# Exercise objective
The job is to find each line of the records below that includes the word "entries" and copy it.

# Records contained in a dataset

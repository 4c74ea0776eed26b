//! # Discovery
//!
//! Finds the entity files a run should validate. Only files directly inside
//! a directory are considered (no recursion), and results are sorted by file
//! name so every run visits entities in the same order.

use std::path::{Path, PathBuf};

/// Files selected for validation.
#[derive(Debug, Clone, Default, PartialEq, Eq)]
pub struct Discovery {
    /// Entity files, in validation order.
    pub targets: Vec<PathBuf>,
    /// Set when a specific entity was requested and does not exist.
    pub not_found: Option<String>,
}

impl Discovery {
    /// True when nothing was selected.
    pub fn is_empty(&self) -> bool {
        self.targets.is_empty()
    }
}

/// Find entity files with `extension` (e.g. `".yaml"`) in `directory`.
///
/// With `specific_name`, returns exactly `<directory>/<name><extension>` if
/// it exists, otherwise no targets and a "not found" notice.
pub fn find_targets(directory: &Path, extension: &str, specific_name: Option<&str>) -> Discovery {
    find_targets_in(std::slice::from_ref(&directory.to_path_buf()), extension, specific_name)
}

/// [`find_targets`] over several directories.
///
/// Each directory's files are sorted on their own and appended in directory
/// order. A specific name resolves to the first directory that has it.
pub fn find_targets_in(
    directories: &[PathBuf],
    extension: &str,
    specific_name: Option<&str>,
) -> Discovery {
    if let Some(name) = specific_name {
        let file_name = format!("{name}{extension}");
        return match directories
            .iter()
            .map(|dir| dir.join(&file_name))
            .find(|candidate| candidate.is_file())
        {
            Some(path) => Discovery {
                targets: vec![path],
                not_found: None,
            },
            None => Discovery {
                targets: Vec::new(),
                not_found: Some(name.to_string()),
            },
        };
    }

    let mut targets = Vec::new();
    for dir in directories {
        targets.extend(list_directory(dir, extension));
    }
    Discovery {
        targets,
        not_found: None,
    }
}

/// File name without its final extension; the entity's expected `name`.
pub fn entity_stem(path: &Path) -> String {
    path.file_stem()
        .and_then(|s| s.to_str())
        .unwrap_or_default()
        .to_string()
}

fn list_directory(dir: &Path, extension: &str) -> Vec<PathBuf> {
    let entries = match std::fs::read_dir(dir) {
        Ok(e) => e,
        Err(e) => {
            tracing::debug!(dir = %dir.display(), error = %e, "skipping unreadable directory");
            return Vec::new();
        }
    };

    let mut files: Vec<PathBuf> = entries
        .filter_map(|entry| match entry {
            Ok(entry) => Some(entry.path()),
            Err(e) => {
                tracing::warn!(dir = %dir.display(), error = %e, "failed to read directory entry");
                None
            }
        })
        .filter(|path| path.is_file())
        .filter(|path| {
            path.file_name()
                .and_then(|n| n.to_str())
                .is_some_and(|n| n.len() > extension.len() && n.ends_with(extension))
        })
        .collect();

    files.sort_by(|a, b| a.file_name().cmp(&b.file_name()));
    tracing::debug!(dir = %dir.display(), count = files.len(), "discovered entity files");
    files
}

# Expected answer
    let entries = match std::fs::read_dir(dir) {
    let mut files: Vec<PathBuf> = entries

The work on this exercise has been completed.